Two experienced neuropsychologists (A.T. and M.C.) administered the cognitive and behavioral assessment. During the clinical interview, demographical information and experienced pain intensity were collected. After that, the cognitive assessment was performed administering CRIq, MoCA, SET and Ekman-60F tests. Finally, participants were asked complete the psychopathological questionnaires. The protocol was administered in one single session of one hour and a half and the order of cognitive and behavioral tests was fixed as described.

2.5 Statistical approach

We performed analyses in the statistical programming environment R (R Core Team, 2023).
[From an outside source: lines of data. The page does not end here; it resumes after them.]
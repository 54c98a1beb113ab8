//! Hands sealed batches to the backend, retrying while it reports busy.

use std::sync::Arc;
use std::thread;
use std::time::Duration;

use log::debug;

use crate::common::exception::BackendBusy;
use crate::cube::{Batch, Op};
use crate::io::stats::CoordinatorStats;
use crate::storage::{PendingFlush, StorageBackend};

pub struct FlushDispatcher<T: Op> {
    backend: Arc<dyn StorageBackend<T>>,
    retry_interval: Duration,
    stats: Arc<CoordinatorStats>,
}

impl<T: Op> FlushDispatcher<T> {
    pub fn new(
        backend: Arc<dyn StorageBackend<T>>,
        retry_interval: Duration,
        stats: Arc<CoordinatorStats>,
    ) -> Self {
        Self {
            backend,
            retry_interval,
            stats,
        }
    }

    /// Submits `batch`, sleeping `retry_interval` between attempts while the backend is busy.
    ///
    /// Blocks the calling thread only for retry delays, never for the write itself.
    ///
    /// There is no retry ceiling: a backend that stays busy stalls this caller forever.
    /// Other callers keep dispatching newer batches meanwhile, so once retries happen
    /// the backend may accept batches out of submission order.
    pub fn dispatch(&self, batch: Arc<Batch<T>>) -> PendingFlush {
        loop {
            match self.backend.submit_batch(Arc::clone(&batch)) {
                Ok(pending) => {
                    self.stats.record_dispatch(batch.len());
                    return pending;
                }
                Err(BackendBusy) => {
                    debug!(
                        "Backend queue is full, retrying batch of {} writes in {:?}",
                        batch.len(),
                        self.retry_interval
                    );
                    self.stats.record_busy_retry();
                    thread::sleep(self.retry_interval);
                }
            }
        }
    }
}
Considering the Ekman-60F task, the dichotomous variable accuracy was analyzed using general mixed effects models (Baayen, 2012), fitted using the GLMER function of the lme4 R package (Bates et al., 2015). Group (factorial, three levels: CPP, CSP, HC), Emotion (factorial, six levels: anger, disgust, fear, happiness, sadness, and surprise), and their interaction were entered in the full model as fixed factors. Moreover, we added the simple effect of MoCA total score to account for the effect of individuals’ global cognitive efficiency of participants on task performance. By-subject and by-item random intercepts were included to account for participant-specific variability and item-specific idiosyncrasies (Baayen, 2012). The inclusion of fixed predictors in the final model has been tested with a series of likelihood ratio tests by progressively removing parameters that did not significantly increase the overall model goodness of fit (Gelman and Hill, 2006) (see Supplementary Table S1 for details on the best fitting model selection).
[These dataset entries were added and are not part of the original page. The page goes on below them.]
//! Storage side of the coordinator: the backend contract and an in-memory
//! reference backend.

pub mod backend;
pub mod memory_backend;

pub use backend::{FlushCompleter, PendingFlush, StorageBackend};
pub use memory_backend::MemoryBackend;
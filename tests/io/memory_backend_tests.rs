use std::sync::Arc;
use std::thread;
use std::time::Duration;

use cubeio::{Coordinator, CoordinatorConfig, CubeIoError, MemoryBackend, SyncLevel, WriteOutcome};

use crate::common::fixtures::{Coords, Count, CounterEngine};
use crate::common::logger::init_test_logger;
use crate::{assert_err, assert_ok};

fn coordinator(
    backend: Arc<MemoryBackend<Count>>,
    batch_size: usize,
    sync_level: SyncLevel,
) -> Arc<Coordinator<CounterEngine>> {
    init_test_logger();
    let config = CoordinatorConfig::new(batch_size, Duration::from_secs(10), sync_level)
        .with_retry_interval(Duration::from_millis(1));
    Arc::new(assert_ok!(Coordinator::new(CounterEngine::with_rollup(), backend, config)))
}

#[test]
fn concurrent_batched_writes_sum_up_after_flush() {
    let backend = Arc::new(MemoryBackend::new());
    let coordinator = coordinator(Arc::clone(&backend), 16, SyncLevel::BatchSync);

    let writers: Vec<_> = (0..4)
        .map(|_| {
            let coordinator = Arc::clone(&coordinator);
            thread::spawn(move || {
                for i in 0..250 {
                    assert_ok!(coordinator.write_blocking(Count(1), &Coords::new("hits", i % 24)));
                }
            })
        })
        .collect();
    for writer in writers {
        writer.join().unwrap();
    }
    assert_ok!(coordinator.flush());

    let total = assert_ok!(coordinator.read(&CounterEngine::total_address("hits")));
    assert_eq!(total, Some(Count(1000)));

    let mut hourly = 0;
    for hour in 0..24 {
        if let Some(Count(n)) = assert_ok!(coordinator.read(&Coords::new("hits", hour).address())) {
            hourly += n;
        }
    }
    assert_eq!(hourly, 1000);
    assert_eq!(coordinator.pending_len(), 0);
    assert_eq!(coordinator.in_flight_flushes(), 0);
}

#[test]
fn shallow_queue_is_ridden_out_by_retries() {
    let backend = Arc::new(MemoryBackend::with_queue_depth(1));
    let coordinator = coordinator(Arc::clone(&backend), 1, SyncLevel::BatchAsync);

    let mut handles = Vec::new();
    for i in 0..200 {
        if let WriteOutcome::Flushed(handle) =
            assert_ok!(coordinator.write_nonblocking(Count(2), &Coords::new("bytes", i % 5)))
        {
            handles.push(handle);
        }
    }
    for handle in handles {
        assert_ok!(handle.wait());
    }
    assert_ok!(coordinator.flush());

    assert_eq!(
        assert_ok!(coordinator.read(&CounterEngine::total_address("bytes"))),
        Some(Count(400))
    );
    let stats = coordinator.stats();
    assert_eq!(stats.completed_flushes, stats.batches_dispatched);
    assert_eq!(stats.failed_flushes, 0);
}

#[test]
fn injected_backend_failure_stops_writes() {
    let backend = Arc::new(MemoryBackend::new());
    let coordinator = coordinator(Arc::clone(&backend), 2, SyncLevel::FullSync);
    backend.fail_next(1);

    let err = assert_err!(coordinator.write_blocking(Count(1), &Coords::new("hits", 0)));
    assert!(matches!(err, CubeIoError::Io(_)));
    assert!(backend.is_empty());

    let err = assert_err!(coordinator.write_nonblocking(Count(1), &Coords::new("hits", 1)));
    assert!(matches!(err, CubeIoError::AsyncFailure(_)));
    assert_eq!(backend.applied_batches(), 0);
}

#[test]
fn full_sync_write_is_readable_once_it_returns() {
    let backend = Arc::new(MemoryBackend::new());
    let coordinator = coordinator(Arc::clone(&backend), 100, SyncLevel::FullSync);

    assert_ok!(coordinator.write_blocking(Count(7), &Coords::new("hits", 3)));

    assert_eq!(
        assert_ok!(coordinator.read(&Coords::new("hits", 3).address())),
        Some(Count(7))
    );
    assert_eq!(backend.applied_batches(), 1);
    assert_eq!(backend.len(), 2);
}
Concerning SET performance, residuals normality was plotted using the olsrr package (Hebbali and Hebbali, 2017). Since residuals were normally distributed in SET total scores and subscales, we ran linear model analyses with the function lm of lme4 package including Group and MoCA scores as fixed factors on four independent models including the SET total scores and the three subscales (SET – IA, SET – EA, SET – CI) as dependent variables.
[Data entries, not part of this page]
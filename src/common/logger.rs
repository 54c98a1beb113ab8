use std::sync::Once;

use env_logger::Builder;
use log::LevelFilter;

static INIT: Once = Once::new();

pub fn initialize_logger() {
    // Use call_once_force to recover if an earlier initialization attempt panicked.
    INIT.call_once_force(|_| {
        let mut builder = Builder::new();

        builder
            .filter_level(LevelFilter::Info)
            .filter_module("cubeio", LevelFilter::Info)
            .filter_module("cubeio::io", LevelFilter::Info)
            .filter_module("cubeio::storage", LevelFilter::Info)
            .format_timestamp_millis()
            .parse_default_env();

        // Avoid panicking if the logger was already initialized elsewhere.
        let _ = builder.try_init();
    });
}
Post-hoc analyses of Ekman-60F and SET tasks were performed using the testInteractions function of the phia package (De Rosario-Martinez et al., 2015).

Exploratory correlations were run separately for each group, to investigate specific relationships among cognitive and psychopathological variables. Partial correlations were run using the partial.r function implemented in the psych package, controlling for age and education (Revelle, 2022). Pearson-correlation coefficients and two tailed probabilities applying Bonferroni correction were computed. The correlation matrix was plotted using the corrplot package (Wei et al., 2017) (see also Petilli et al., 2021 for available R script).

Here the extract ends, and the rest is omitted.